## TASK STATEMENT:
From the records, pick out and copy each line containing "clinical".

## DATA EXTRACT:
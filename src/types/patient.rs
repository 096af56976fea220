//! Patient record data structures for frailty risk assessment

use chrono::{DateTime, Utc};
use serde::{Deserialize, Serialize};

/// Biological sex of the patient
#[derive(Debug, Clone, Copy, PartialEq, Eq, Serialize, Deserialize)]
#[serde(rename_all = "lowercase")]
pub enum Gender {
    Female,
    Male,
}

/// Dichotomous clinical answer
#[derive(Debug, Clone, Copy, PartialEq, Eq, Serialize, Deserialize)]
#[serde(rename_all = "lowercase")]
pub enum YesNo {
    No,
    Yes,
}

impl YesNo {
    pub fn is_yes(self) -> bool {
        matches!(self, YesNo::Yes)
    }
}

/// Self-reported physical activity level
#[derive(Debug, Clone, Copy, PartialEq, Eq, Serialize, Deserialize)]
#[serde(rename_all = "lowercase")]
pub enum ActivityLevel {
    Low,
    Medium,
    High,
}

/// Number of comorbid complications
#[derive(Debug, Clone, Copy, PartialEq, Eq, Serialize, Deserialize)]
#[serde(rename_all = "snake_case")]
pub enum ComplicationCount {
    None,
    One,
    TwoOrMore,
}

/// Four-metre walk speed, dichotomized at 1 m/s
#[derive(Debug, Clone, Copy, PartialEq, Eq, Serialize, Deserialize)]
pub enum WalkSpeed {
    #[serde(rename = "under_1ms")]
    Under1,
    #[serde(rename = "at_least_1ms")]
    AtLeast1,
}

/// Five-times sit-to-stand duration, dichotomized at 12 s
#[derive(Debug, Clone, Copy, PartialEq, Eq, Serialize, Deserialize)]
pub enum SitStandTime {
    #[serde(rename = "under_12s")]
    Under12,
    #[serde(rename = "at_least_12s")]
    AtLeast12,
}

/// A knee-osteoarthritis patient's clinical measurements, as supplied by
/// the intake layer. Bounds (age 0-120, BMI 10.0-50.0, platelets 0-1000,
/// creatinine 0.0-1000.0, cystatin C 0.0-10.0, WBC 0.0-50.0) are
/// validated by the caller before the record is built.
#[derive(Debug, Clone, Serialize, Deserialize)]
pub struct PatientRecord {
    /// Unique record identifier
    #[serde(alias = "ID")]
    pub record_id: String,

    pub gender: Gender,

    /// Age in years
    pub age: u32,

    /// Current smoker
    pub smoking: YesNo,

    /// Body mass index, kg/m^2
    pub bmi: f64,

    /// Fall within the past year
    #[serde(alias = "fall")]
    pub fall_history: YesNo,

    #[serde(alias = "activity")]
    pub activity_level: ActivityLevel,

    #[serde(alias = "complications")]
    pub complication_count: ComplicationCount,

    /// Limitation in activities of daily living
    #[serde(alias = "adl")]
    pub adl_limited: YesNo,

    pub walk_speed: WalkSpeed,

    pub sit_stand_time: SitStandTime,

    /// Platelet count, 10^9/L
    #[serde(alias = "platelet")]
    pub platelet_count: u32,

    /// Serum creatinine, umol/L
    #[serde(alias = "crea")]
    pub creatinine: f64,

    /// Cystatin C, mg/L
    #[serde(alias = "cysc")]
    pub cystatin_c: f64,

    /// White blood cell count, 10^9/L
    #[serde(alias = "wbc")]
    pub white_blood_cell_count: f64,

    /// Timestamp (optional, for batch processing)
    #[serde(default = "Utc::now")]
    pub timestamp: DateTime<Utc>,
}

impl PatientRecord {
    /// Create a record seeded with the clinic intake defaults.
    pub fn new(record_id: String, age: u32, bmi: f64) -> Self {
        Self {
            record_id,
            gender: Gender::Female,
            age,
            smoking: YesNo::No,
            bmi,
            fall_history: YesNo::No,
            activity_level: ActivityLevel::Low,
            complication_count: ComplicationCount::None,
            adl_limited: YesNo::No,
            walk_speed: WalkSpeed::Under1,
            sit_stand_time: SitStandTime::Under12,
            platelet_count: 200,
            creatinine: 70.0,
            cystatin_c: 1.0,
            white_blood_cell_count: 6.0,
            timestamp: Utc::now(),
        }
    }
}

## TASK ANSWER:
/// Dichotomous clinical answer
/// A knee-osteoarthritis patient's clinical measurements, as supplied by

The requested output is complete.